Acute myocardial infarction is very rare in women of reproductive age, but the risk is increased by pregnancy. Approximately 0.4–4% of all pregnancies are complicated by cardiovascular disease, and the incidence of acute myocardial infarction is estimated as 0.6 to one in 10,000 pregnancies with the highest incidence in women over the age of 30 [4].

The hypercoagulable state, atherosclerosis, and coronary thrombus are reported as the most common causes of AMI during pregnancy [5, 6]. Preeclampsia also plays a contributing factor by increasing the workload of coronaries [7]. Independent risk factors for AMI in pregnancy are found as advanced age, black race, hypertension, thrombophilia, anemia, diabetes mellitus, smoking, and preeclampsia [4]. In the present case, none of these were present.

Cases of AMI in pregnancy are reported, but usually a cause or underlying risk factor is identified such as coronary artery dissection, aortic dissection, or iatrogenic progesterone-induced vasospasm [810]. This case may be classified as sudden adult death syndrome (SADS) which characterises unexpected cardiac death in the community with no definite cause identified [11]. The proportion of sudden unexpected adult death is measured as 4.1% in a national survey [12]. An underlying genetic disease such as hypertrophic cardiomyopathy, dilated cardiomyopathy, and arrhythmogenic right ventricular dysplasia may lead to nonischaemic sudden cardiac death [11].

Interventions such as angioplasty, stent placement or cardiopulmonary bypass are not applied frequently in pregnant women [4]. In the present case, PTCA could not be performed due to the inconvenient status of the patient.

Emergent cesarean delivery in the pregnant patient beyond 24 weeks of gestation is recommended in case of cardiopulmonary arrest within 4 minutes [13]. In our case, this was not possible because the fetus had lost viability long before cardiac arrest occurred.
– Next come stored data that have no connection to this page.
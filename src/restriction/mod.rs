//! Turn restrictions: vertex sequences forbidden as contiguous sub-paths.

use crate::network::VertexId;

use rustc_hash::FxHashMap;
use smallvec::SmallVec;

/// One forbidden sequence. Most restrictions span two or three vertices,
/// hence the inline capacity.
pub type Restriction = SmallVec<[VertexId; 4]>;

/// Restrictions for one profile, grouped by their first vertex so the
/// edge-based kernel only inspects sequences that could possibly start
/// inside its trailing window.
#[derive(Debug, Default, Clone)]
pub struct RestrictionIndex {
    by_first: FxHashMap<VertexId, Vec<Restriction>>,
    max_len: usize,
    count: usize,
}

impl RestrictionIndex {
    pub fn new() -> Self {
        Self::default()
    }

    /// Adds a forbidden sequence. Sequences shorter than two vertices
    /// cannot describe a traversal and are ignored.
    pub fn add(&mut self, sequence: impl IntoIterator<Item = VertexId>) {
        let restriction = sequence.into_iter().collect::<Restriction>();
        if restriction.len() < 2 {
            return;
        }

        self.max_len = self.max_len.max(restriction.len());
        self.count += 1;
        self.by_first
            .entry(restriction[0])
            .or_default()
            .push(restriction);
    }

    pub fn is_empty(&self) -> bool {
        self.count == 0
    }

    pub fn len(&self) -> usize {
        self.count
    }

    /// Length of the longest restriction; the kernel's trailing window
    /// keeps one vertex less than this.
    pub fn max_len(&self) -> usize {
        self.max_len
    }

    pub fn restrictions_from(&self, first: VertexId) -> &[Restriction] {
        self.by_first.get(&first).map(Vec::as_slice).unwrap_or(&[])
    }

    /// Whether any restriction matches the tail of `sequence` exactly.
    ///
    /// A restriction completes at the step that appends its final
    /// vertex, so checking suffixes at every extension covers all
    /// contiguous occurrences.
    pub fn forbids_suffix(&self, sequence: &[VertexId]) -> bool {
        let longest = self.max_len.min(sequence.len());

        for len in 2..=longest {
            let suffix = &sequence[sequence.len() - len..];
            let candidates = self.restrictions_from(suffix[0]);

            if candidates.iter().any(|r| r.as_slice() == suffix) {
                return true;
            }
        }

        false
    }

    /// Whether `sequence` contains any restriction as a contiguous
    /// subsequence, anywhere.
    pub fn forbids(&self, sequence: &[VertexId]) -> bool {
        (2..=sequence.len()).any(|end| self.forbids_suffix(&sequence[..end]))
    }
}

#[cfg(test)]
mod test {
    use super::*;

    fn v(id: u32) -> VertexId {
        VertexId(id)
    }

    #[test]
    fn suffix_matching() {
        let mut index = RestrictionIndex::new();
        index.add([v(1), v(2), v(3)]);

        assert!(!index.forbids_suffix(&[v(1), v(2)]));
        assert!(index.forbids_suffix(&[v(0), v(1), v(2), v(3)]));
        assert!(!index.forbids_suffix(&[v(1), v(2), v(3), v(4)]));

        assert!(index.forbids(&[v(1), v(2), v(3), v(4)]));
        assert!(!index.forbids(&[v(2), v(3), v(1)]));
    }

    #[test]
    fn short_sequences_are_rejected() {
        let mut index = RestrictionIndex::new();
        index.add([v(7)]);

        assert!(index.is_empty());
        assert_eq!(index.max_len(), 0);
    }
}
An autopsy would have been helpful in identifying the cause of death. In the pregnant population, acute myocardial infarction is not suspected very often. Signs and symptoms may be misinterpreted as manifestations of pregnancy. McClure concludes that symptoms of breathlessness, oedema, orthopnoea, and signs of tachypnea and tachycardia should be clues to cardiomyopathy and are indications for a chest X-ray and echocardiogram [14].
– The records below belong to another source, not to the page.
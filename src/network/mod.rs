//! The frozen road network: dense-id vertices and edges, typed edge
//! payloads, directed edge identifiers and the edge spatial index.

mod builder;
mod edge;
mod network;
mod primitive;

#[cfg(test)]
mod test;

pub use builder::NetworkBuilder;
pub use edge::{EdgeData, FatEdge, Traversal, Vertex};
pub use network::{ContractedSet, RoutingNetwork};
pub use primitive::{DirectedEdgeId, EdgeId, VertexId};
Maternal deaths due to vascular dissection and rupture presented with unexplainable pain, and the majority had a risk factor, namely, hypertension. Inadequate assessment of the complaints and delay in diagnosis were the most frequent problems identified in a nationwide enquiry of The Netherlands [15]. We conclude that nonspecific complaints such as back pain and shortness of breath in a pregnant woman should be evaluated profoundly. A pregnant woman applying to the hospital must be considered as a patient and not forwarded to the obstetrician immediately. This patient was fortunate to be sent back to the emergency room where respiratory arrest developed but this was not enough to save her life.

4. Conclusion

Pregnant patients with nonspecific complaints must be evaluated for possible life-threatening events. This is a case report of a pregnant woman with no risk factors for myocardial infarction and shows us the importance of differential diagnosis and the unwanted consequences of delayed interventions.